Dataset entries:
%%

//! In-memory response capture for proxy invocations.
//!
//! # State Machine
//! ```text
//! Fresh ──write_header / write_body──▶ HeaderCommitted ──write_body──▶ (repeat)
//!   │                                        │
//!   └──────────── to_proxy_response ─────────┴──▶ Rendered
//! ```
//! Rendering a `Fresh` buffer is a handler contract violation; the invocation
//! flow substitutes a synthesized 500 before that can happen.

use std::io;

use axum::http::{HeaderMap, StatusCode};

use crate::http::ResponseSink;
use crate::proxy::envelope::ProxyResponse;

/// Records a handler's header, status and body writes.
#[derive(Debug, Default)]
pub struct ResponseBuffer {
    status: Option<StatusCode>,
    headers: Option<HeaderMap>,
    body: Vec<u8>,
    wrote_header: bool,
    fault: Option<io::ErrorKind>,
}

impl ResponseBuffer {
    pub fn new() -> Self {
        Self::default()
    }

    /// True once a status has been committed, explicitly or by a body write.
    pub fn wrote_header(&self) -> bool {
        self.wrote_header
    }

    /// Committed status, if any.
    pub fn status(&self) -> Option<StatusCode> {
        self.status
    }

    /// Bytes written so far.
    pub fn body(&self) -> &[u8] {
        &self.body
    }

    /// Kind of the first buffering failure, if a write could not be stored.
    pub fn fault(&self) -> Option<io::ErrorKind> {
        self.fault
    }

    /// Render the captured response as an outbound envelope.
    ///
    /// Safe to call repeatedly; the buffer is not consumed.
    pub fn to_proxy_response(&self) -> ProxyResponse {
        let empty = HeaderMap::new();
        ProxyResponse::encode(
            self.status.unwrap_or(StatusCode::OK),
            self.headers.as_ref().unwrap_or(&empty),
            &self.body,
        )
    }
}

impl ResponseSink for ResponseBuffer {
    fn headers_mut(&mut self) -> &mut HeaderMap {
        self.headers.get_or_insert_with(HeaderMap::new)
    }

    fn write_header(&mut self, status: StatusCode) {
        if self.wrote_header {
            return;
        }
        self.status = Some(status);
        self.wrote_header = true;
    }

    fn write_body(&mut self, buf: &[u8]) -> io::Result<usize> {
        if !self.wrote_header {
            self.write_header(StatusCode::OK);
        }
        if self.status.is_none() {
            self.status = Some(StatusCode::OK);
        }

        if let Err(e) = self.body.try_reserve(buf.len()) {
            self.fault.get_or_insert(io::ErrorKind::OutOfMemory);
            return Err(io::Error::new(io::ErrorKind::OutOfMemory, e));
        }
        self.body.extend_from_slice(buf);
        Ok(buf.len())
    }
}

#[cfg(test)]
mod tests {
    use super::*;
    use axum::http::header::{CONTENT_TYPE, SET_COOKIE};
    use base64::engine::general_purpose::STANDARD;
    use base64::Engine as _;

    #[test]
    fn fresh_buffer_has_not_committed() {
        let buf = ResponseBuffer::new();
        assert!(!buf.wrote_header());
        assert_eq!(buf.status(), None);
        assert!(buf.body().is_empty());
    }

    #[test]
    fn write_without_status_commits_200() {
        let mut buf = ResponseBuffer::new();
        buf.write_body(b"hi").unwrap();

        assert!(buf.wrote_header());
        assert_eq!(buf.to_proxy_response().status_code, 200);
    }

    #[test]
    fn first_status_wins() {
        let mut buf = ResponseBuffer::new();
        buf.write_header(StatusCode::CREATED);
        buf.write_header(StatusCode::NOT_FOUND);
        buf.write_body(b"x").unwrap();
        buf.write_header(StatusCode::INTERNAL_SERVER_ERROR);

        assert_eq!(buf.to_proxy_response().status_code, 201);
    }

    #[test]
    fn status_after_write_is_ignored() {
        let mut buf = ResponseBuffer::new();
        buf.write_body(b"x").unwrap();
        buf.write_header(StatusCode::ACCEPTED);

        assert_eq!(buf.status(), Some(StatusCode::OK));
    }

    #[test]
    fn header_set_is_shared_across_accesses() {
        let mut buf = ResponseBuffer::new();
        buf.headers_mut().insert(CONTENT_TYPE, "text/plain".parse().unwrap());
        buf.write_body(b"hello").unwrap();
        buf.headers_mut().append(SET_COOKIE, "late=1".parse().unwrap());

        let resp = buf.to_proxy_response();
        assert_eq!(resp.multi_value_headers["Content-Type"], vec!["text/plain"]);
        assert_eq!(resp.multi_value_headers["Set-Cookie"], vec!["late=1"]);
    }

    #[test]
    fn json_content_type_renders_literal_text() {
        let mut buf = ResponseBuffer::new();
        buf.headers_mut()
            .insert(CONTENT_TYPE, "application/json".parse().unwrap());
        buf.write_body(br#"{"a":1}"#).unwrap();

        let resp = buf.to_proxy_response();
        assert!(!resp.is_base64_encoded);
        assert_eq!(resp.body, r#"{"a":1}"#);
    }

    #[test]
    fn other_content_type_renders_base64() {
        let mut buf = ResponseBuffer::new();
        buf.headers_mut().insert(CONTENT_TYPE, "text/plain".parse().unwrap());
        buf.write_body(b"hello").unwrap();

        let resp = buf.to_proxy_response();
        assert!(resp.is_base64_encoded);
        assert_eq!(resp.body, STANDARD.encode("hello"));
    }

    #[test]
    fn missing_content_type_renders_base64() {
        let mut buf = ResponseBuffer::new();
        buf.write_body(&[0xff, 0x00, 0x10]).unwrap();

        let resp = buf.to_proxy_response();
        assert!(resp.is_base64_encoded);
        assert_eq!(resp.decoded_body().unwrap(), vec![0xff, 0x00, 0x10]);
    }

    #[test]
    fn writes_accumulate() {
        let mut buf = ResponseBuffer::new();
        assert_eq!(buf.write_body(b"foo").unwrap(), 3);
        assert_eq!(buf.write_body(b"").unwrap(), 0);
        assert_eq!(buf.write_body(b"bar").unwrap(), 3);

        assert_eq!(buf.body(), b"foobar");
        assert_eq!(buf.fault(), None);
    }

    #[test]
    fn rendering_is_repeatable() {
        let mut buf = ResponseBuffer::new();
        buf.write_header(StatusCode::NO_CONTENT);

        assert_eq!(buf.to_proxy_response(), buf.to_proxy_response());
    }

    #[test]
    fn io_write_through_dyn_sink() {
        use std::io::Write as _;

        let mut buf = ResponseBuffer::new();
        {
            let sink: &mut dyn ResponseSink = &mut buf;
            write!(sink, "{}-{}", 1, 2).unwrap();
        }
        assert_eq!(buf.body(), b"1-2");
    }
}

%%

**What needs to be done:**
Please copy every line in the entries where "http" appears.

**Exercise output:**
use axum::http::{HeaderMap, StatusCode};
use crate::http::ResponseSink;
    use axum::http::header::{CONTENT_TYPE, SET_COOKIE};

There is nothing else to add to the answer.